| Task to complete |
Take from the data every line in which the word "CountryCode" is found.

═════ Materials provided ═════

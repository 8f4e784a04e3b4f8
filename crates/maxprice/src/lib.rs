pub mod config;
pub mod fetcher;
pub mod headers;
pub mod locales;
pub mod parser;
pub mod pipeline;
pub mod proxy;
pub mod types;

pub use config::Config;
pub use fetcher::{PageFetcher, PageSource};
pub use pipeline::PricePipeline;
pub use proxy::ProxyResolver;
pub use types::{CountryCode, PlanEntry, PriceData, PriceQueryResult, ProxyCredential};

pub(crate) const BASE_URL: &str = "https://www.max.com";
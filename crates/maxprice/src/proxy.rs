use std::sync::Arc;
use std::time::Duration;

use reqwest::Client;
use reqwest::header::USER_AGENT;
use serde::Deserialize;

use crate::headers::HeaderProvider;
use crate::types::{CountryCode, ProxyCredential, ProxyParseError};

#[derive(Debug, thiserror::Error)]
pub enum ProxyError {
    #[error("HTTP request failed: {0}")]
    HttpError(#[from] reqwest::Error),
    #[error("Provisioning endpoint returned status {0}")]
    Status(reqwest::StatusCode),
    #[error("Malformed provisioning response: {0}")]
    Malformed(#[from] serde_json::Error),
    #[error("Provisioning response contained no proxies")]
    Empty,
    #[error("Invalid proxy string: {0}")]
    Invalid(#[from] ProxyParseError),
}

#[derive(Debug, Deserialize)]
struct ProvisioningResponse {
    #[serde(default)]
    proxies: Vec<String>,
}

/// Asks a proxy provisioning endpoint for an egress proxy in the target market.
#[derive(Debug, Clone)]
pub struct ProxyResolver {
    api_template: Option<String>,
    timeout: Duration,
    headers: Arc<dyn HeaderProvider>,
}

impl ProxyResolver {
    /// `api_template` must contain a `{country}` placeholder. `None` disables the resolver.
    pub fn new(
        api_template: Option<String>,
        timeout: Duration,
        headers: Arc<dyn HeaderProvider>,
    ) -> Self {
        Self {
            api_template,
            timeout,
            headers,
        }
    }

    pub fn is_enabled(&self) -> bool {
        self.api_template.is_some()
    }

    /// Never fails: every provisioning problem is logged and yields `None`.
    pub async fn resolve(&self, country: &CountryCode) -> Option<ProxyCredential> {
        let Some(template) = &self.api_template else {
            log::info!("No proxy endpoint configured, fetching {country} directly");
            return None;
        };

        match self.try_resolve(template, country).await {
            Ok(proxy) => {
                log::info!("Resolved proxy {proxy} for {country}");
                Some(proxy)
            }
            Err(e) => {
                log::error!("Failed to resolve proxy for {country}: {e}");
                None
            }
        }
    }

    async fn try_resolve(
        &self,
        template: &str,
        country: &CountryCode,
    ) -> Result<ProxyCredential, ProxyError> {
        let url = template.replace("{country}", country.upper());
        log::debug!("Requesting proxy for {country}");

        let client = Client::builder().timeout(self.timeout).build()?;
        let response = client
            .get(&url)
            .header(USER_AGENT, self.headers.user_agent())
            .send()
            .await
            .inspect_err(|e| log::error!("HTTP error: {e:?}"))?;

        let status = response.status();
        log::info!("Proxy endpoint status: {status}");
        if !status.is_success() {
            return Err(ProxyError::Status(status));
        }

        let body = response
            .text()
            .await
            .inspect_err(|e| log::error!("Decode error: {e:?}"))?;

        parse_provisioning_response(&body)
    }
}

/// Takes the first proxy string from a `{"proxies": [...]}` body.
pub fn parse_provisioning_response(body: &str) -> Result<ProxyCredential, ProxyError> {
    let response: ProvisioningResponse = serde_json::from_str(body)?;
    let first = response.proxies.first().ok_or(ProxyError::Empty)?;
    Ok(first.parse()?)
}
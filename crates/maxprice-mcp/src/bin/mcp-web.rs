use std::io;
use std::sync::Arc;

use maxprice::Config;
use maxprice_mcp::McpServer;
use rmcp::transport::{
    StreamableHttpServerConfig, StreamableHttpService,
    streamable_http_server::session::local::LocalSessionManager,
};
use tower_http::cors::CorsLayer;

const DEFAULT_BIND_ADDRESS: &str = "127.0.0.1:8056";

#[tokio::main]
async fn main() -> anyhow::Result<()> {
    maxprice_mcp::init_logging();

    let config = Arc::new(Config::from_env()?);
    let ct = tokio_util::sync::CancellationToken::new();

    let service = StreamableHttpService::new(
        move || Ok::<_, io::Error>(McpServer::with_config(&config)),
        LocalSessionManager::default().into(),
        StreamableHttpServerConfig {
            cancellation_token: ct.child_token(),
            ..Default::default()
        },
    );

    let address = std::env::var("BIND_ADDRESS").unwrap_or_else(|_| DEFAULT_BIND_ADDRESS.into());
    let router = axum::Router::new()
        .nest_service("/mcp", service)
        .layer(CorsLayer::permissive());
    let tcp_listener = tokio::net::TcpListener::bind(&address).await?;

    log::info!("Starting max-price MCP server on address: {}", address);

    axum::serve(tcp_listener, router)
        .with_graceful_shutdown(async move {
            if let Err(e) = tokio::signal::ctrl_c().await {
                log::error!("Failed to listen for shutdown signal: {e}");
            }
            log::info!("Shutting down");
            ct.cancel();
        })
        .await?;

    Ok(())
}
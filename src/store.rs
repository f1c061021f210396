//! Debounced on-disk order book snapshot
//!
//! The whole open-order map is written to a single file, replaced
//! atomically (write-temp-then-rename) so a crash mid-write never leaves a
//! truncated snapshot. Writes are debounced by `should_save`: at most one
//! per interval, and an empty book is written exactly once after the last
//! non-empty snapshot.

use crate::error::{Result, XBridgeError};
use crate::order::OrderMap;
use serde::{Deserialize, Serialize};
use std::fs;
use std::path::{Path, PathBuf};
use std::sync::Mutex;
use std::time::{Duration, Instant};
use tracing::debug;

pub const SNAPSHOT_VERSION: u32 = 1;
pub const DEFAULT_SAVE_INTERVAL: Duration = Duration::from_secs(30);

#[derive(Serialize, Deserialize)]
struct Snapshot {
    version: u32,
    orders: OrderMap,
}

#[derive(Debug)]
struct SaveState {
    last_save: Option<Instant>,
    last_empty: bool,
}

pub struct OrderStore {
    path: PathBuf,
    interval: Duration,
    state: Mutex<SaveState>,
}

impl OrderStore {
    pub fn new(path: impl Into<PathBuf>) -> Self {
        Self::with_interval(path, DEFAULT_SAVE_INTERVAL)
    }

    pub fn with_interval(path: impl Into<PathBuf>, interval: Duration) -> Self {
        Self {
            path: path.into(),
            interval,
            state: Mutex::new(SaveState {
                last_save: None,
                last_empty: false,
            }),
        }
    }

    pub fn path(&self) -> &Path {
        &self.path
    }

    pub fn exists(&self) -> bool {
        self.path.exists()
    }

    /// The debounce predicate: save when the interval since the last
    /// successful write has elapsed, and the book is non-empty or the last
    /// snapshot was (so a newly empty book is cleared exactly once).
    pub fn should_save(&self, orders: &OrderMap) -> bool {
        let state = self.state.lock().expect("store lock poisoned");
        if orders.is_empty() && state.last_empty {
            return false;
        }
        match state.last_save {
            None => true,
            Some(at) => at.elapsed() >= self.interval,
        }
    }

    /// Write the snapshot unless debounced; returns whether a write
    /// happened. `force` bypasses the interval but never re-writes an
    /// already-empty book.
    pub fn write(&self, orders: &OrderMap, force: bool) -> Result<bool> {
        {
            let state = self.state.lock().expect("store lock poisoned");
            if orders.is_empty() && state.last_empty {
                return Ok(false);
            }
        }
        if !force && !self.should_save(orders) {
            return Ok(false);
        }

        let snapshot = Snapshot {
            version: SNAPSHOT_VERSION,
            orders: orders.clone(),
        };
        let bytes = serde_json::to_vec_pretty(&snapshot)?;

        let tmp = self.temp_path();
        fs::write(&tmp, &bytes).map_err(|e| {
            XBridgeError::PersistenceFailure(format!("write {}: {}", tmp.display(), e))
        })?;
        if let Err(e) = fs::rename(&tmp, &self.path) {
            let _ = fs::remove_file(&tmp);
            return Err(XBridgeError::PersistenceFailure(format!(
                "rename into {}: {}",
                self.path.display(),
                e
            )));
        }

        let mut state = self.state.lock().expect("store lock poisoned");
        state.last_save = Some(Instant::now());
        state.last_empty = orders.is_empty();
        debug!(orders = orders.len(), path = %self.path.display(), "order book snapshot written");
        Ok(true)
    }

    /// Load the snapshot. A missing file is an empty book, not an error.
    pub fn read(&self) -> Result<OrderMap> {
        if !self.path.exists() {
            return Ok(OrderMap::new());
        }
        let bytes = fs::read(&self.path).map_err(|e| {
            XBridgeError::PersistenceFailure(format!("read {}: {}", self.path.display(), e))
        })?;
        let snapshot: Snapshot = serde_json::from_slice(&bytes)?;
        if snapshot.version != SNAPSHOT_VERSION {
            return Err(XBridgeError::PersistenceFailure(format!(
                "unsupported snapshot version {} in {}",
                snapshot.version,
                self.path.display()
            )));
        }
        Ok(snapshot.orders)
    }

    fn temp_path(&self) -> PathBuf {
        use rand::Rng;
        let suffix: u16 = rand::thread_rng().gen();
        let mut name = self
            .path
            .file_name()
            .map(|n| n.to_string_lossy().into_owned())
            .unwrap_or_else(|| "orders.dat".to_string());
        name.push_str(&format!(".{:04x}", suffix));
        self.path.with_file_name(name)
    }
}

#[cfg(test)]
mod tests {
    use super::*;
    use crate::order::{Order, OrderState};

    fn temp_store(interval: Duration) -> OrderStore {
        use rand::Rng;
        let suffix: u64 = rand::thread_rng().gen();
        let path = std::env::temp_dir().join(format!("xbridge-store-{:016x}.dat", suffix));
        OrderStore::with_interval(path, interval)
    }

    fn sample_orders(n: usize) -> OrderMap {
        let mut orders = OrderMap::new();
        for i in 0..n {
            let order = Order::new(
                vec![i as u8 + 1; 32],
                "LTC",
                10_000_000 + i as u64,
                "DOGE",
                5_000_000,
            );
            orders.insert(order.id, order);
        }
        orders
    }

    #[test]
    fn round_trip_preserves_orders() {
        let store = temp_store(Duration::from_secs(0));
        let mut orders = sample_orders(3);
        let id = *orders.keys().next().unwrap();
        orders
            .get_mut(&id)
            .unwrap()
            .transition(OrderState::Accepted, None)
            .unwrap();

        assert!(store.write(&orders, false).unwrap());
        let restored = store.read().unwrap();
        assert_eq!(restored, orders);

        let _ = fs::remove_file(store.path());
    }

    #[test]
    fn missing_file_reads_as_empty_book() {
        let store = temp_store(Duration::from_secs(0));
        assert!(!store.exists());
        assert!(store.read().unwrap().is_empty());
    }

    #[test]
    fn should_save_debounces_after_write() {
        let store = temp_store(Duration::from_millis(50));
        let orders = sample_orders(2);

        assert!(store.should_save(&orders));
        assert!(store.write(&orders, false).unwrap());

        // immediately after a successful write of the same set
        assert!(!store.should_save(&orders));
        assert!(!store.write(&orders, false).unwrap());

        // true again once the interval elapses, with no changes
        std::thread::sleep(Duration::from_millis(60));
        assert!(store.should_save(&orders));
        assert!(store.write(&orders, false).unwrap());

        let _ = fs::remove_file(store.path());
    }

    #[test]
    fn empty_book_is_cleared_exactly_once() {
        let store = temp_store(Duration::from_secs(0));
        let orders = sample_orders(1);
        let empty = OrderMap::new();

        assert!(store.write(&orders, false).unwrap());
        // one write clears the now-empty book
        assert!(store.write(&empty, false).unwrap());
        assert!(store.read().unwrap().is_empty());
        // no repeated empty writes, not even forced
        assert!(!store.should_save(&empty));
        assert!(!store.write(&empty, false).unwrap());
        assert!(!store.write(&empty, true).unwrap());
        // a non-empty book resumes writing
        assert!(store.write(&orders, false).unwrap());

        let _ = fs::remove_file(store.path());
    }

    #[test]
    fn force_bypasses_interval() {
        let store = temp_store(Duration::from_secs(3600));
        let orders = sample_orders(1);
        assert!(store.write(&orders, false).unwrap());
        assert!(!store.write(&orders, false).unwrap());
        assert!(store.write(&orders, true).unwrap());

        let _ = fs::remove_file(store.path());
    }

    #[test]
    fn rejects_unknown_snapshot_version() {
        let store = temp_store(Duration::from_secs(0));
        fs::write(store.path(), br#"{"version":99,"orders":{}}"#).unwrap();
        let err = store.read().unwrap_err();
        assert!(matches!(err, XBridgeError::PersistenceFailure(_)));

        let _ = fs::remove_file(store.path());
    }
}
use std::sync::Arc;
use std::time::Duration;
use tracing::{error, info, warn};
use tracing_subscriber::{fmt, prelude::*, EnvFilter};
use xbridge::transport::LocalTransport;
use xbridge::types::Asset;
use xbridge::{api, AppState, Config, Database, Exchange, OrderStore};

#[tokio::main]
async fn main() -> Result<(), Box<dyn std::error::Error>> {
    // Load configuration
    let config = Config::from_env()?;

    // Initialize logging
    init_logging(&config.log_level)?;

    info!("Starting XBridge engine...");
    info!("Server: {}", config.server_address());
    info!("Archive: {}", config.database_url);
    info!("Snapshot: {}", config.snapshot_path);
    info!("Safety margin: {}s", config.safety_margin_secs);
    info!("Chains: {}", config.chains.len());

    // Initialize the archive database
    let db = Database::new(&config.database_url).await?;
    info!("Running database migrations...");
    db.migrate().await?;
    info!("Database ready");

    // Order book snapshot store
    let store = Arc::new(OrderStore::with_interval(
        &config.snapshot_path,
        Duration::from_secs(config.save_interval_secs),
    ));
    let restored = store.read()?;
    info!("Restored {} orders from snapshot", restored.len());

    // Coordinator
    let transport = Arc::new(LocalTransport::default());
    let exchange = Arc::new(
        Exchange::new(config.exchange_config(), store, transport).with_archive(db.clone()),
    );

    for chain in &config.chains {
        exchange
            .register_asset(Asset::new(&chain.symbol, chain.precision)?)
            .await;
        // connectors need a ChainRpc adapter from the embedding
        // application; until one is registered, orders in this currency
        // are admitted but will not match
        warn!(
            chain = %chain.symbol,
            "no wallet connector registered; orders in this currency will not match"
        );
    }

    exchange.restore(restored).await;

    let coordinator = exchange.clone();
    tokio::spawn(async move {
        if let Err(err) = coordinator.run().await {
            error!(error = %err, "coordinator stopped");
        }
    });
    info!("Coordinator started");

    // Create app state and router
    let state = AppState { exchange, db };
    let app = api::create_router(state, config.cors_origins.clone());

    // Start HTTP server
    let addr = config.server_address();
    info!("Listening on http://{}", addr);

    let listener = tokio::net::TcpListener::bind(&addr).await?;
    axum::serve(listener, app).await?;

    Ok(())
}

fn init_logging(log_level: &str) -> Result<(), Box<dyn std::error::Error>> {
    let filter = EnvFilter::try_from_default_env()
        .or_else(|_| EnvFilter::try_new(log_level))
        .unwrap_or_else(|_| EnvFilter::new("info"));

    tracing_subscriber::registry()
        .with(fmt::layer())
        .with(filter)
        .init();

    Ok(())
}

═════

| Result of the task |
pub use types::{CountryCode, PlanEntry, PriceData, PriceQueryResult, ProxyCredential};
use crate::types::{CountryCode, ProxyCredential, ProxyParseError};
    pub async fn resolve(&self, country: &CountryCode) -> Option<ProxyCredential> {
        country: &CountryCode,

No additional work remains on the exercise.